(DATASET RECORDS Opens)

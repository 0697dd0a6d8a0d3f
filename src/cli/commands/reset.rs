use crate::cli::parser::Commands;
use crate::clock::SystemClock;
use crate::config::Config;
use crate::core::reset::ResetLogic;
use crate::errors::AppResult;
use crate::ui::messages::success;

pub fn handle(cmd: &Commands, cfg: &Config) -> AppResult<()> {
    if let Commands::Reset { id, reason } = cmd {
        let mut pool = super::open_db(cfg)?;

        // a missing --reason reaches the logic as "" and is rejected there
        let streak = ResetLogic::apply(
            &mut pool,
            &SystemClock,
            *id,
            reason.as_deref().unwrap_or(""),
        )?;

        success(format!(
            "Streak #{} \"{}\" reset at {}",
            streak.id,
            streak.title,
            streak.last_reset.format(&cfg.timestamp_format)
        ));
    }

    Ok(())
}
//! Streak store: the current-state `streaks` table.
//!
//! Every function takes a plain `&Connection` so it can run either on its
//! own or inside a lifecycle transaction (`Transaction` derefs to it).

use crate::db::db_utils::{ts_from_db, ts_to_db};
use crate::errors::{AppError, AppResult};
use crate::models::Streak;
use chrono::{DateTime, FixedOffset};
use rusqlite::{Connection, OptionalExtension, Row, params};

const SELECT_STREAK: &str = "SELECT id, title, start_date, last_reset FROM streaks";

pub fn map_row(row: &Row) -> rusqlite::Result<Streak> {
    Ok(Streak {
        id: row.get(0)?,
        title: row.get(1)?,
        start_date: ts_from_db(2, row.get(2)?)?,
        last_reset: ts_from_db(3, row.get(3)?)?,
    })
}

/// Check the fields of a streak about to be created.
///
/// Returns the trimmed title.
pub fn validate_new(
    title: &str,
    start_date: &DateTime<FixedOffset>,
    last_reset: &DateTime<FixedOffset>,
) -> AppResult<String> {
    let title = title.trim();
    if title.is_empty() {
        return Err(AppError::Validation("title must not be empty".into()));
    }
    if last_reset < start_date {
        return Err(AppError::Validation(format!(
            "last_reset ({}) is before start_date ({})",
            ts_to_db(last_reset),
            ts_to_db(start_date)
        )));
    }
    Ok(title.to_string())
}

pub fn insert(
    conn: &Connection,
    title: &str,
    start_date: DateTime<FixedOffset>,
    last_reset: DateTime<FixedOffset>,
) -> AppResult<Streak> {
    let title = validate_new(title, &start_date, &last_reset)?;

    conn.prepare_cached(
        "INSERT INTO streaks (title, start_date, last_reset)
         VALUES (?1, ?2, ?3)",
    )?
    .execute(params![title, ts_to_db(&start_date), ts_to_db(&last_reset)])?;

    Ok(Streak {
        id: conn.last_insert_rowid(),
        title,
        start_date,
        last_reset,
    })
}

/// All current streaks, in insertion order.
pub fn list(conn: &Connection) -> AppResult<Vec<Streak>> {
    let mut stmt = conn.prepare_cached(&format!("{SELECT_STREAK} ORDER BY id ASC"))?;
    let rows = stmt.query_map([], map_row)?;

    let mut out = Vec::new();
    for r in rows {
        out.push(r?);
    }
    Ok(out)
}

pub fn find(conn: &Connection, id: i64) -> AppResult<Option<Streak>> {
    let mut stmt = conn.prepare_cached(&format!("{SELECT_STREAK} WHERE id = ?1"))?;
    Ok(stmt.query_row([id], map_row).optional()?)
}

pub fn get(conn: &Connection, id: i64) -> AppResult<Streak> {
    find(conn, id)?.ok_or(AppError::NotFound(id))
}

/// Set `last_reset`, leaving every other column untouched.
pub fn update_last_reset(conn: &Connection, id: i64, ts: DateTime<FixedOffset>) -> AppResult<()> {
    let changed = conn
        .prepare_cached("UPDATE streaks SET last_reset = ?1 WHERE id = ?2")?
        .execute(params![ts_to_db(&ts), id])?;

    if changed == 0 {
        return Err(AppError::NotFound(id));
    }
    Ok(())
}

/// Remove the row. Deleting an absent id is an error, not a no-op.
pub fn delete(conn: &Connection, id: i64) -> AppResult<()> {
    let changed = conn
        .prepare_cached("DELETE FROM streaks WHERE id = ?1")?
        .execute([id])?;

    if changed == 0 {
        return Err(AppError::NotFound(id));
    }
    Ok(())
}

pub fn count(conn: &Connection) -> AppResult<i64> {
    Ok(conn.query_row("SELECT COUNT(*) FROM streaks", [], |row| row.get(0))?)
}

(DATASET RECORDS Closes)

* **YOUR GOAL**:
Look through the data above for the string "FixedOffset" and copy every line where it appears.

* **SOLUTION TO THIS PROBLEM**:
use chrono::{DateTime, FixedOffset};
    start_date: &DateTime<FixedOffset>,
    last_reset: &DateTime<FixedOffset>,
    start_date: DateTime<FixedOffset>,
    last_reset: DateTime<FixedOffset>,
pub fn update_last_reset(conn: &Connection, id: i64, ts: DateTime<FixedOffset>) -> AppResult<()> {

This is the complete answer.